■ Instructions for the task ■
Below are records to write out again, exactly as they read.

Dataset entries:

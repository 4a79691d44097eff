//! 46elks number provisioning and call callback payloads.

use serde::{Deserialize, Serialize};

use super::{ProviderError, send_json, trim_base};

const PROVIDER: &str = "46elks";

/// Number allocated at 46elks.
#[derive(Debug, Clone, PartialEq, Deserialize)]
pub struct ElksNumber {
    pub id: String,
    pub number: String,
    #[serde(default)]
    pub active: Option<String>,
}

pub struct ElksClient {
    http: reqwest::Client,
    base_url: String,
    credentials: Option<(String, String)>,
}

impl ElksClient {
    pub fn new(
        http: reqwest::Client,
        base_url: &str,
        user: Option<String>,
        password: Option<String>,
    ) -> Self {
        Self {
            http,
            base_url: trim_base(base_url),
            credentials: user.zip(password),
        }
    }

    fn credentials(&self) -> Result<(&str, &str), ProviderError> {
        self.credentials
            .as_ref()
            .map(|(user, password)| (user.as_str(), password.as_str()))
            .ok_or(ProviderError::NotConfigured(PROVIDER))
    }

    /// Allocates a new voice-capable number in `country` (ISO alpha-2).
    pub async fn allocate_number(&self, country: &str) -> Result<ElksNumber, ProviderError> {
        let (user, password) = self.credentials()?;

        let request = self
            .http
            .post(format!("{}/numbers", self.base_url))
            .basic_auth(user, Some(password))
            .form(&[
                ("country", country.to_lowercase().as_str()),
                ("capabilities", "voice"),
            ]);

        send_json(PROVIDER, request).await
    }

    /// Points the number's incoming calls at `voice_start`.
    pub async fn configure_number(
        &self,
        number_id: &str,
        voice_start: &str,
    ) -> Result<ElksNumber, ProviderError> {
        let (user, password) = self.credentials()?;

        let request = self
            .http
            .post(format!("{}/numbers/{}", self.base_url, number_id))
            .basic_auth(user, Some(password))
            .form(&[("voice_start", voice_start)]);

        send_json(PROVIDER, request).await
    }
}

/// Form posted to `voice_start` when a call comes in.
#[derive(Debug, Clone, Deserialize)]
pub struct ElksVoiceStart {
    pub callid: String,
    pub from: String,
    pub to: String,
    #[serde(default)]
    pub direction: Option<String>,
}

/// Form posted to `whenhangup` after the call.
#[derive(Debug, Clone, Deserialize)]
pub struct ElksHangup {
    pub callid: String,
    #[serde(default)]
    pub from: Option<String>,
    #[serde(default)]
    pub to: Option<String>,
    /// Seconds
    #[serde(default)]
    pub duration: Option<i64>,
    /// In 1/10000 of the account currency
    #[serde(default)]
    pub cost: Option<i64>,
    #[serde(default)]
    pub state: Option<String>,
}

/// Call action answered to `voice_start`.
#[derive(Debug, Clone, PartialEq, Serialize)]
#[serde(untagged)]
pub enum ElksCallAction {
    Connect {
        connect: String,
        #[serde(skip_serializing_if = "Option::is_none")]
        callerid: Option<String>,
        #[serde(skip_serializing_if = "Option::is_none")]
        whenhangup: Option<String>,
    },
    Hangup {
        hangup: &'static str,
    },
}

impl ElksCallAction {
    pub fn reject() -> Self {
        Self::Hangup { hangup: "reject" }
    }
}

#[cfg(test)]
mod tests {
    use super::*;
    use serde_json::json;

    #[test]
    fn call_actions_serialize_to_46elks_shape() {
        let connect = ElksCallAction::Connect {
            connect: "sip:+46101234567@sip.vapi.ai".into(),
            callerid: None,
            whenhangup: Some("https://api.example.se/api/webhooks/elks/hangup".into()),
        };
        assert_eq!(
            serde_json::to_value(&connect).unwrap(),
            json!({
                "connect": "sip:+46101234567@sip.vapi.ai",
                "whenhangup": "https://api.example.se/api/webhooks/elks/hangup"
            })
        );
        assert_eq!(
            serde_json::to_value(ElksCallAction::reject()).unwrap(),
            json!({ "hangup": "reject" })
        );
    }

    #[test]
    fn client_without_credentials_is_not_configured() {
        let client = ElksClient::new(reqwest::Client::new(), "http://localhost", Some("u".into()), None);
        assert!(matches!(
            client.credentials(),
            Err(ProviderError::NotConfigured("46elks"))
        ));
    }
}
//! UsageRecord entity model
//!
//! Monthly call aggregate per customer, keyed by (`customer_id`, `period`).

use sea_orm::ActiveModelBehavior;
use sea_orm::entity::prelude::*;
use sea_orm::prelude::DateTimeWithTimeZone;
use serde::{Deserialize, Serialize};
use utoipa::ToSchema;

#[derive(Clone, Debug, PartialEq, DeriveEntityModel)]
#[sea_orm(table_name = "usage_records")]
pub struct Model {
    #[sea_orm(primary_key, auto_increment = false)]
    pub id: Uuid,

    pub customer_id: Uuid,

    /// Calendar month, `YYYY-MM`
    pub period: String,

    pub call_count: i32,
    pub total_seconds: i64,
    pub total_cost: f64,
    pub created_at: DateTimeWithTimeZone,
    pub updated_at: DateTimeWithTimeZone,
}

#[derive(Copy, Clone, Debug, EnumIter, DeriveRelation)]
pub enum Relation {
    #[sea_orm(
        belongs_to = "super::customer::Entity",
        from = "Column::CustomerId",
        to = "super::customer::Column::Id"
    )]
    Customer,
}

impl Related<super::customer::Entity> for Entity {
    fn to() -> RelationDef {
        Relation::Customer.def()
    }
}

impl ActiveModelBehavior for ActiveModel {}

#[derive(Debug, Clone, Serialize, Deserialize, ToSchema)]
pub struct UsageResponse {
    pub period: String,
    pub call_count: i32,
    pub total_seconds: i64,
    /// Whole minutes, rounded up
    pub total_minutes: i64,
    pub total_cost: f64,
}

impl From<Model> for UsageResponse {
    fn from(model: Model) -> Self {
        Self {
            period: model.period,
            call_count: model.call_count,
            total_minutes: (model.total_seconds + 59) / 60,
            total_seconds: model.total_seconds,
            total_cost: model.total_cost,
        }
    }
}

#[cfg(test)]
mod tests {
    use super::*;
    use chrono::Utc;

    #[test]
    fn minutes_round_up() {
        let now = Utc::now().fixed_offset();
        let model = Model {
            id: Uuid::new_v4(),
            customer_id: Uuid::new_v4(),
            period: "2025-06".to_string(),
            call_count: 2,
            total_seconds: 61,
            total_cost: 0.4,
            created_at: now,
            updated_at: now,
        };
        let response = UsageResponse::from(model);
        assert_eq!(response.total_minutes, 2);
    }
}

■ Output below ■
repository 4a79691d44097eff
//! 46elks number provisioning and call callback payloads.

use serde::{Deserialize, Serialize};

use super::{ProviderError, send_json, trim_base};

const PROVIDER: &str = "46elks";

/// Number allocated at 46elks.
#[derive(Debug, Clone, PartialEq, Deserialize)]
pub struct ElksNumber {
    pub id: String,
    pub number: String,
    #[serde(default)]
    pub active: Option<String>,
}

pub struct ElksClient {
    http: reqwest::Client,
    base_url: String,
    credentials: Option<(String, String)>,
}

impl ElksClient {
    pub fn new(
        http: reqwest::Client,
        base_url: &str,
        user: Option<String>,
        password: Option<String>,
    ) -> Self {
        Self {
            http,
            base_url: trim_base(base_url),
            credentials: user.zip(password),
        }
    }

    fn credentials(&self) -> Result<(&str, &str), ProviderError> {
        self.credentials
            .as_ref()
            .map(|(user, password)| (user.as_str(), password.as_str()))
            .ok_or(ProviderError::NotConfigured(PROVIDER))
    }

    /// Allocates a new voice-capable number in `country` (ISO alpha-2).
    pub async fn allocate_number(&self, country: &str) -> Result<ElksNumber, ProviderError> {
        let (user, password) = self.credentials()?;

        let request = self
            .http
            .post(format!("{}/numbers", self.base_url))
            .basic_auth(user, Some(password))
            .form(&[
                ("country", country.to_lowercase().as_str()),
                ("capabilities", "voice"),
            ]);

        send_json(PROVIDER, request).await
    }

    /// Points the number's incoming calls at `voice_start`.
    pub async fn configure_number(
        &self,
        number_id: &str,
        voice_start: &str,
    ) -> Result<ElksNumber, ProviderError> {
        let (user, password) = self.credentials()?;

        let request = self
            .http
            .post(format!("{}/numbers/{}", self.base_url, number_id))
            .basic_auth(user, Some(password))
            .form(&[("voice_start", voice_start)]);

        send_json(PROVIDER, request).await
    }
}

/// Form posted to `voice_start` when a call comes in.
#[derive(Debug, Clone, Deserialize)]
pub struct ElksVoiceStart {
    pub callid: String,
    pub from: String,
    pub to: String,
    #[serde(default)]
    pub direction: Option<String>,
}

/// Form posted to `whenhangup` after the call.
#[derive(Debug, Clone, Deserialize)]
pub struct ElksHangup {
    pub callid: String,
    #[serde(default)]
    pub from: Option<String>,
    #[serde(default)]
    pub to: Option<String>,
    /// Seconds
    #[serde(default)]
    pub duration: Option<i64>,
    /// In 1/10000 of the account currency
    #[serde(default)]
    pub cost: Option<i64>,
    #[serde(default)]
    pub state: Option<String>,
}

/// Call action answered to `voice_start`.
#[derive(Debug, Clone, PartialEq, Serialize)]
#[serde(untagged)]
pub enum ElksCallAction {
    Connect {
        connect: String,
        #[serde(skip_serializing_if = "Option::is_none")]
        callerid: Option<String>,
        #[serde(skip_serializing_if = "Option::is_none")]
        whenhangup: Option<String>,
    },
    Hangup {
        hangup: &'static str,
    },
}

impl ElksCallAction {
    pub fn reject() -> Self {
        Self::Hangup { hangup: "reject" }
    }
}

#[cfg(test)]
mod tests {
    use super::*;
    use serde_json::json;

    #[test]
    fn call_actions_serialize_to_46elks_shape() {
        let connect = ElksCallAction::Connect {
            connect: "sip:+46101234567@sip.vapi.ai".into(),
            callerid: None,
            whenhangup: Some("https://api.example.se/api/webhooks/elks/hangup".into()),
        };
        assert_eq!(
            serde_json::to_value(&connect).unwrap(),
            json!({
                "connect": "sip:+46101234567@sip.vapi.ai",
                "whenhangup": "https://api.example.se/api/webhooks/elks/hangup"
            })
        );
        assert_eq!(
            serde_json::to_value(ElksCallAction::reject()).unwrap(),
            json!({ "hangup": "reject" })
        );
    }

    #[test]
    fn client_without_credentials_is_not_configured() {
        let client = ElksClient::new(reqwest::Client::new(), "http://localhost", Some("u".into()), None);
        assert!(matches!(
            client.credentials(),
            Err(ProviderError::NotConfigured("46elks"))
        ));
    }
}
//! UsageRecord entity model
//!
//! Monthly call aggregate per customer, keyed by (`customer_id`, `period`).

use sea_orm::ActiveModelBehavior;
use sea_orm::entity::prelude::*;
use sea_orm::prelude::DateTimeWithTimeZone;
use serde::{Deserialize, Serialize};
use utoipa::ToSchema;

#[derive(Clone, Debug, PartialEq, DeriveEntityModel)]
#[sea_orm(table_name = "usage_records")]
pub struct Model {
    #[sea_orm(primary_key, auto_increment = false)]
    pub id: Uuid,

    pub customer_id: Uuid,

    /// Calendar month, `YYYY-MM`
    pub period: String,

    pub call_count: i32,
    pub total_seconds: i64,
    pub total_cost: f64,
    pub created_at: DateTimeWithTimeZone,
    pub updated_at: DateTimeWithTimeZone,
}

#[derive(Copy, Clone, Debug, EnumIter, DeriveRelation)]
pub enum Relation {
    #[sea_orm(
        belongs_to = "super::customer::Entity",
        from = "Column::CustomerId",
        to = "super::customer::Column::Id"
    )]
    Customer,
}

impl Related<super::customer::Entity> for Entity {
    fn to() -> RelationDef {
        Relation::Customer.def()
    }
}

impl ActiveModelBehavior for ActiveModel {}

#[derive(Debug, Clone, Serialize, Deserialize, ToSchema)]
pub struct UsageResponse {
    pub period: String,
    pub call_count: i32,
    pub total_seconds: i64,
    /// Whole minutes, rounded up
    pub total_minutes: i64,
    pub total_cost: f64,
}

impl From<Model> for UsageResponse {
    fn from(model: Model) -> Self {
        Self {
            period: model.period,
            call_count: model.call_count,
            total_minutes: (model.total_seconds + 59) / 60,
            total_seconds: model.total_seconds,
            total_cost: model.total_cost,
        }
    }
}

#[cfg(test)]
mod tests {
    use super::*;
    use chrono::Utc;

    #[test]
    fn minutes_round_up() {
        let now = Utc::now().fixed_offset();
        let model = Model {
            id: Uuid::new_v4(),
            customer_id: Uuid::new_v4(),
            period: "2025-06".to_string(),
            call_count: 2,
            total_seconds: 61,
            total_cost: 0.4,
            created_at: now,
            updated_at: now,
        };
        let response = UsageResponse::from(model);
        assert_eq!(response.total_minutes, 2);
    }
}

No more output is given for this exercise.